To put it simply, collagen is a protein our bodies use to build and repair tissues. It provides structure to our skin, blood vessels, arteries, muscles and internal organs.

Collagen is also found in our bones and teeth, connective tissues (like ligaments and tendons) and also in the cartilage that lines our joints and forms our noses and ears. As we age, the collagen in our bodies breaks down, which can affect our skin and joints.

Is it true that collagen is good for our skin?

Some studies have shown that collagen can help wounds heal faster. Protein overall is very important in helping our skin repair itself, but collagen has been known to add a little bit of an extra boost to it.

If you’re into skin care, you probably know collagen is a huge buzzword. A number of studies have shown that when we take in collagen through food or supplements, it can improve skin elasticity and hydration, creating that firmer appearance and bouncy, glowy look people want.

However, when it comes to collagen-infused serums and moisturizers … we are unable to absorb collagen that’s applied topically, because the molecules are just too big to seep into our skin.

Does it also help with joint pain?

Just like it helps heal our skin, collagen can also help our bodies heal from joint problems. It’s especially helpful for load-bearing joints like knees and hips and is also important for supporting spine health.

Studies have shown that collagen could reduce the risk of joint deterioration and pain in high-risk populations, including athletes and other highly active people who put a lot of pressure on their bodies. Research also suggests collagen may help with osteoporosis and osteopenia by improving bone mineral density and may be helpful in treating osteoarthritis.

How can we make sure our bodies get enough collagen?

Our bodies make collagen naturally from amino acids, the building blocks of proteins found in food. So, the best way to make sure we have enough collagen is to eat a healthy diet.

Meeting your protein needs — which, generally, means eating about 56 grams a day for men and 46 grams for women — and adding a variety of fruits and vegetables is key to staying healthy overall. Foods that help support collagen production include:

– Chicken, beef, fish and other meats.

– Bone broth.

– Egg whites and dairy products.

– Beans and legumes.

– Quinoa and chia seeds.

Vegetarians and vegans who take in a variety of different plants can meet their bodies’ collagen needs perfectly well. However, those who repeatedly eat the same four or five foods are probably getting less collagen than those who eat a little of everything.

Also, getting an adequate amount of vitamin C throughout the day will help increase your absorption of collagen and protein. Vitamin C is available in foods like oranges, bell peppers, berries and broccoli. Zinc (from foods like oysters, whole grains and beans) and copper (found in organ meats, cocoa powder and nuts) also play important roles in collagen production.

Do you recommend collagen supplements?

I think of most supplements as an insurance policy — just in case we’re missing something in our diet — rather than a necessity.
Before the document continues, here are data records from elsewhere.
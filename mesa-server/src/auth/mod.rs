//! 认证授权模块
//!
//! 提供 JWT 认证、密码哈希和中间件：
//! - [`JwtService`] - JWT 令牌服务 (access/refresh 令牌对)
//! - [`CurrentUser`] - 当前用户上下文
//! - [`require_auth`] - 认证中间件
//! - [`require_role`] - 角色检查中间件
//! - [`password`] - argon2 密码哈希

pub mod extractor;
pub mod jwt;
pub mod middleware;
pub mod password;

pub use jwt::{Claims, CurrentUser, JwtConfig, JwtError, JwtService, TokenPair};
pub use middleware::{require_auth, require_role};
//! Payment, Transaction and Receipt Models

use serde::{Deserialize, Serialize};
use std::fmt;

/// Payment state. Without a gateway the recorder moves pending → completed
/// in one step; `failed` exists for future gateway wiring.
#[derive(Debug, Clone, Copy, PartialEq, Eq, Serialize, Deserialize)]
#[cfg_attr(feature = "db", derive(sqlx::Type))]
#[cfg_attr(feature = "db", sqlx(rename_all = "lowercase"))]
#[serde(rename_all = "lowercase")]
pub enum PaymentStatus {
    Pending,
    Completed,
    Failed,
}

impl PaymentStatus {
    pub fn as_str(&self) -> &'static str {
        match self {
            PaymentStatus::Pending => "pending",
            PaymentStatus::Completed => "completed",
            PaymentStatus::Failed => "failed",
        }
    }
}

impl fmt::Display for PaymentStatus {
    fn fmt(&self, f: &mut fmt::Formatter<'_>) -> fmt::Result {
        f.write_str(self.as_str())
    }
}

/// Payment recorded against an order
#[derive(Debug, Clone, Serialize, Deserialize)]
#[cfg_attr(feature = "db", derive(sqlx::FromRow))]
pub struct Payment {
    pub id: i64,
    pub order_id: i64,
    pub restaurant_id: i64,
    pub payment_method: String,
    pub payment_status: PaymentStatus,
    pub amount: f64,
    /// External gateway reference, when the caller has one
    pub transaction_id: Option<String>,
    pub created_at: i64,
    pub updated_at: i64,
}

/// Record-payment payload
#[derive(Debug, Clone, Serialize, Deserialize)]
pub struct PaymentCreate {
    pub order: i64,
    pub payment_method: String,
    pub amount: f64,
    pub transaction_id: Option<String>,
}

/// Financial audit record derived from a payment
#[derive(Debug, Clone, Serialize, Deserialize)]
#[cfg_attr(feature = "db", derive(sqlx::FromRow))]
pub struct Transaction {
    pub id: i64,
    pub order_id: i64,
    pub payment_id: i64,
    pub restaurant_id: i64,
    pub transaction_type: String,
    pub amount: f64,
    pub status: String,
    pub created_at: i64,
    pub updated_at: i64,
}

/// Receipt derived from a completed payment
#[derive(Debug, Clone, Serialize, Deserialize)]
#[cfg_attr(feature = "db", derive(sqlx::FromRow))]
pub struct Receipt {
    pub id: i64,
    pub order_id: i64,
    pub restaurant_id: i64,
    pub user_id: i64,
    pub total_amount: f64,
    pub payment_method: String,
    /// JSON blob with the line-item breakdown as printed
    pub receipt_data: Option<String>,
    pub created_at: i64,
}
But I think taking a collagen supplement is completely fine, if you follow the dosing instructions and don’t overdo it. And, as is the case with all supplements, check with your doctor first.

One caveat: Collagen supplements are made mostly from animal bones, which tend to collect a residue of pesticides, heavy metals and antibiotics those animals ingested. So, it’s important to look for products labeled “grass fed” and “organic.” This will help alleviate any worries about consuming toxins with your supplement.